I had the devil of a time stretching the red and green party balloons over my shoes. Several of them went out of the window, and one almost took my eye out. They didn’t quite do the job as well as I’d hoped, because I now squeaked quite gratingly with every step, setting my own teeth on edge. Still, better than the sound of my clodhoppers, so long as the dangling coloured overhangs at each toe didn’t trip me up.
I tucked the rest of the equipment in the bag, and crept to my door.
I opened it just a chink.
There was no light under Dr. Janussen’s door. I slipped out. I crouched and listened at her keyhole. I could just about make out the gentle rhythm of an extremely delicate, feminine snore rattling the door.
Satisfied, I straightened and turned, and almost jumped out of my balloons to find Guuuurk standing right next to me.

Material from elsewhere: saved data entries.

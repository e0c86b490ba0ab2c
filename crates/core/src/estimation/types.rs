//! Estimation domain types.

use chrono::{DateTime, Utc};
use rust_decimal::Decimal;
use serde::{Deserialize, Serialize};
use std::fmt;
use uuid::Uuid;

/// Approval status of an estimation version.
#[derive(Debug, Clone, Copy, PartialEq, Eq, Hash, Serialize, Deserialize)]
#[serde(rename_all = "lowercase")]
pub enum EstimationStatus {
    /// Awaiting a decision.
    Pending,
    /// Accepted as the working budget.
    Approved,
    /// Declined.
    Rejected,
}

impl EstimationStatus {
    /// Returns the string representation of the status.
    #[must_use]
    pub fn as_str(&self) -> &'static str {
        match self {
            Self::Pending => "pending",
            Self::Approved => "approved",
            Self::Rejected => "rejected",
        }
    }

    /// Parses a status from a string.
    pub fn parse(s: &str) -> Option<Self> {
        match s.trim().to_lowercase().as_str() {
            "pending" => Some(Self::Pending),
            "approved" => Some(Self::Approved),
            "rejected" => Some(Self::Rejected),
            _ => None,
        }
    }
}

impl fmt::Display for EstimationStatus {
    fn fmt(&self, f: &mut fmt::Formatter<'_>) -> fmt::Result {
        write!(f, "{}", self.as_str())
    }
}

/// The four budget fields of an estimation.
#[derive(Debug, Clone, Copy, PartialEq, Eq, Hash, PartialOrd, Ord, Serialize, Deserialize)]
#[serde(rename_all = "snake_case")]
pub enum BudgetCategory {
    /// `labor_cost`.
    Labor,
    /// `material_cost`.
    Material,
    /// `service_cost` (service and transport).
    Service,
    /// `contingency_cost` (contingency and miscellaneous).
    Contingency,
}

impl BudgetCategory {
    /// Returns the name of the estimation field backing this category.
    #[must_use]
    pub fn field_name(&self) -> &'static str {
        match self {
            Self::Labor => "labor_cost",
            Self::Material => "material_cost",
            Self::Service => "service_cost",
            Self::Contingency => "contingency_cost",
        }
    }
}

/// A budget baseline version for a project.
#[derive(Debug, Clone, PartialEq, Eq, Serialize, Deserialize)]
pub struct Estimation {
    /// Estimation ID.
    pub id: Uuid,
    /// Owning project.
    pub project_id: Uuid,
    /// Version within the project, starting at 1.
    pub version: i32,
    /// Labor budget.
    pub labor_cost: Decimal,
    /// Material budget.
    pub material_cost: Decimal,
    /// Service and transport budget.
    pub service_cost: Decimal,
    /// Contingency and miscellaneous budget.
    pub contingency_cost: Decimal,
    /// Sum of the four budgets.
    pub total_cost: Decimal,
    /// Approval status.
    pub status: EstimationStatus,
    /// Free-form notes.
    pub notes: Option<String>,
    /// User who requested the estimate.
    pub created_by: Option<Uuid>,
    /// Creation timestamp.
    pub created_at: DateTime<Utc>,
    /// Last status change.
    pub updated_at: DateTime<Utc>,
}

impl Estimation {
    /// Returns the budget for one category.
    #[must_use]
    pub fn budget_for(&self, category: BudgetCategory) -> Decimal {
        match category {
            BudgetCategory::Labor => self.labor_cost,
            BudgetCategory::Material => self.material_cost,
            BudgetCategory::Service => self.service_cost,
            BudgetCategory::Contingency => self.contingency_cost,
        }
    }
}

/// Input for creating a new estimation version.
#[derive(Debug, Clone)]
pub struct CreateEstimationInput {
    /// Project id or business key.
    pub project_ref: String,
    /// Labor budget.
    pub labor_cost: Decimal,
    /// Material budget.
    pub material_cost: Decimal,
    /// Service and transport budget.
    pub service_cost: Decimal,
    /// Contingency and miscellaneous budget.
    pub contingency_cost: Decimal,
    /// Free-form notes.
    pub notes: Option<String>,
    /// Requesting user.
    pub created_by: Option<Uuid>,
}

/// Filter for listing estimations.
#[derive(Debug, Clone, Copy, Default)]
pub struct EstimationFilter {
    /// Restrict to one project.
    pub project_id: Option<Uuid>,
    /// Restrict to one status.
    pub status: Option<EstimationStatus>,
}

#[cfg(test)]
mod tests {
    use super::*;
    use rust_decimal_macros::dec;

    #[test]
    fn test_status_parse() {
        assert_eq!(
            EstimationStatus::parse("Approved"),
            Some(EstimationStatus::Approved)
        );
        assert_eq!(
            EstimationStatus::parse(" pending "),
            Some(EstimationStatus::Pending)
        );
        assert_eq!(EstimationStatus::parse("confirmed"), None);
    }

    #[test]
    fn test_budget_for_each_category() {
        let now = Utc::now();
        let estimation = Estimation {
            id: Uuid::new_v4(),
            project_id: Uuid::new_v4(),
            version: 1,
            labor_cost: dec!(1),
            material_cost: dec!(2),
            service_cost: dec!(3),
            contingency_cost: dec!(4),
            total_cost: dec!(10),
            status: EstimationStatus::Pending,
            notes: None,
            created_by: None,
            created_at: now,
            updated_at: now,
        };

        assert_eq!(estimation.budget_for(BudgetCategory::Labor), dec!(1));
        assert_eq!(estimation.budget_for(BudgetCategory::Material), dec!(2));
        assert_eq!(estimation.budget_for(BudgetCategory::Service), dec!(3));
        assert_eq!(estimation.budget_for(BudgetCategory::Contingency), dec!(4));
    }
}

‘Hello, old sport!’ he chirped. His various eyes roamed over my outfit. I was suddenly acutely aware I was smeared in gravy browning, wearing a sock on my head, balloons over my shoes, and carrying a bag that made a clanking noise every time I moved. ‘On your way to a little “assignation”?’
‘Certainly not!’
‘No, neither am I.’ He winked. ‘The very idea of tennis lessons at midnight is a scurrilous lie.’
‘You’re probably wondering why I’m dressed like this…’
‘Like what?’ He seemed genuinely baffled.
‘Nothing. In my typical earth night-walking outfit.’
‘Really? How interesting. Not sure about the balloons, though. And you do smell…’ he wrinkled his Martian nose, ‘…rather meaty.’
‘That’s to repel the mosquitoes.’
Guuuurk chewed this over and finally said: ‘I thought the whole point of mosquitoes was that they liked meat.’
‘These are vegetarian mosquitoes.’
‘Vegetarian mosquitoes!’ He shook his head sadly. ‘This planet is such a shambles. Evolution clearly took a detour around you lot.’ Then he slipped off down the stairs ahead of me, mouthing ‘Cheery bye’ as he disappeared.
I ran a quick check at Troy’s door. He was obviously within… was that the sound of him rubbing his legs together?
Jenkins was undoubtedly boozing away my watch money in the King’s Torso, so there was only the Professor to worry about.
Only the Professor!
I crept down to the reception area.
Deserted.
I tiptoed squeakily towards the bank of lifts. I found my shoulders loosened themselves when I spotted one of the lifts was on the forty-third floor of the High-Rise Farm. Hopefully, Quanderhorn would be up there, squeezing cows into the wee small hours.
Nonetheless, my hand was shaking as I reached out to summon the Professor’s private lift.
From the journal of Brian Nylon, 5th January, 1952 [cont’d]
I half-expected all kinds of alarms to go off as I pressed ‘Call’, but the doors slid open smoothly, and I stepped inside the car. They clanged shut behind me again very quickly. I tried not to feel trapped. Who knows what Jenkins had meant by ‘security devices’?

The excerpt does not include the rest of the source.